Last month, Caroline Amplatz heard a presentation about the struggle to raise money for a new children's hospital at the University of Minnesota. The $275 million project was still $100 million short, and university officials were offering naming rights if the right donor came along.
Minutes later, Amplatz, an attorney from Golden Valley, had cut a deal: She pledged $50 million to name the hospital in honor of her father, Dr. Kurt Amplatz, a retired professor and a pioneer in Minnesota's medical device community.
The gift, announced Tuesday, is the second largest in the university's history.
Caroline Amplatz, 44, who is a member of the University Pediatrics Foundation board, said it wasn't a hard decision. "At that moment I realized this hospital needs to be the Amplatz Children's Hospital," she said at a news conference Tuesday to announce the gift.
The hospital, set to open in 2011, will be named the University of Minnesota Amplatz Children's Hospital.
University President Robert Bruininks called Kurt Amplatz, 84, "one of the great pioneers of medical research and of Minnesota's medical device industry."

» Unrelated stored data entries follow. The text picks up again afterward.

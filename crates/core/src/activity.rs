//! Activity snapshot seam for the user-context block.
//!
//! The context builder may include a light activity summary (e.g. unread
//! email count) in the system prompt. The source of that snapshot lives in
//! the tools crate; this trait keeps the dependency pointing inward.

use async_trait::async_trait;

use crate::tool::SessionContext;

/// A light snapshot of the user's current activity.
#[derive(Debug, Clone, Copy, Default)]
pub struct ActivitySnapshot {
    pub unread_messages: Option<usize>,
}

/// Provides an activity snapshot for the user-context block.
///
/// Implementations must tolerate failure silently: a missing snapshot is
/// never a user-visible error.
#[async_trait]
pub trait ActivitySource: Send + Sync {
    async fn snapshot(&self, ctx: &SessionContext) -> Option<ActivitySnapshot>;
}
//! Outbound stream events.
//!
//! Everything the orchestrator sends to the client goes through this tagged
//! union: text deltas, widgets, status updates, and exactly one terminal
//! event (`done` or `error`) per turn.

use serde::{Deserialize, Serialize};

use crate::widget::WidgetBlock;

/// Error codes surfaced on the event stream.
#[derive(Debug, Clone, Copy, PartialEq, Eq, Serialize, Deserialize)]
#[serde(rename_all = "SCREAMING_SNAKE_CASE")]
pub enum ErrorCode {
    /// Malformed request or missing last-user-turn
    ValidationError,
    /// Availability probe failed
    LlmUnavailable,
    /// Stream-level error from the LLM provider
    LlmError,
    /// Unclassified orchestrator failure
    AgentError,
}

/// Events emitted on the outbound stream.
///
/// Ordering within a turn is strictly as emitted by the orchestrator; the
/// sink guarantees in-order delivery.
#[derive(Debug, Clone, Serialize, Deserialize)]
#[serde(tag = "type", rename_all = "snake_case")]
pub enum StreamEvent {
    /// Partial text token of the final response.
    TextDelta { content: String },

    /// A widget for the client to render.
    Widget { widget: WidgetBlock },

    /// Progress indicator ("Thinking...", "Processing tool results...").
    Status { status: String },

    /// The turn completed normally.
    Done,

    /// The turn terminated with an error.
    Error { message: String, code: ErrorCode },
}

impl StreamEvent {
    /// Whether this event terminates the turn.
    pub fn is_terminal(&self) -> bool {
        matches!(self, StreamEvent::Done | StreamEvent::Error { .. })
    }
}

#[cfg(test)]
mod tests {
    use super::*;
    use crate::widget::{WidgetBlock, WidgetType};

    #[test]
    fn text_delta_serialization() {
        let event = StreamEvent::TextDelta {
            content: "Hello".into(),
        };
        let json = serde_json::to_string(&event).unwrap();
        assert!(json.contains(r#""type":"text_delta""#));
        assert!(json.contains(r#""content":"Hello""#));
    }

    #[test]
    fn done_serialization() {
        let json = serde_json::to_string(&StreamEvent::Done).unwrap();
        assert_eq!(json, r#"{"type":"done"}"#);
    }

    #[test]
    fn error_serialization_uses_screaming_codes() {
        let event = StreamEvent::Error {
            message: "probe failed".into(),
            code: ErrorCode::LlmUnavailable,
        };
        let json = serde_json::to_string(&event).unwrap();
        assert!(json.contains(r#""code":"LLM_UNAVAILABLE""#));
    }

    #[test]
    fn widget_event_serialization() {
        let event = StreamEvent::Widget {
            widget: WidgetBlock::new(
                WidgetType::SearchResults,
                serde_json::json!({"results": []}),
                &["open"],
            ),
        };
        let json = serde_json::to_string(&event).unwrap();
        assert!(json.contains(r#""type":"widget""#));
        assert!(json.contains(r#""search_results""#));
    }

    #[test]
    fn terminal_classification() {
        assert!(StreamEvent::Done.is_terminal());
        assert!(StreamEvent::Error {
            message: "x".into(),
            code: ErrorCode::AgentError
        }
        .is_terminal());
        assert!(!StreamEvent::Status {
            status: "Thinking...".into()
        }
        .is_terminal());
    }

    #[test]
    fn event_deserialization() {
        let json = r#"{"type":"status","status":"Thinking..."}"#;
        let event: StreamEvent = serde_json::from_str(json).unwrap();
        match event {
            StreamEvent::Status { status } => assert_eq!(status, "Thinking..."),
            _ => panic!("Wrong variant"),
        }
    }
}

The elder Amplatz, who lives in North Oaks, taught radiology at the university from 1957 until he retired in 1999. He holds more than 30 patents, and is best known for inventing a tiny device to repair congenital heart defects in children and adults. In 1995 he also founded a medical device company, AGA Medical, in Plymouth.
The donation will be paid over 12 years and will fund children's research and treatment, including a facility for children with damaged hearts. It represents a second key piece in the financing of the new hospital, which broke ground last summer. Fairview Health Services has agreed to finance $175 million of the $275 million overall cost for the building, which will be on the Riverside campus of the University of Minnesota Medical Center, Fairview.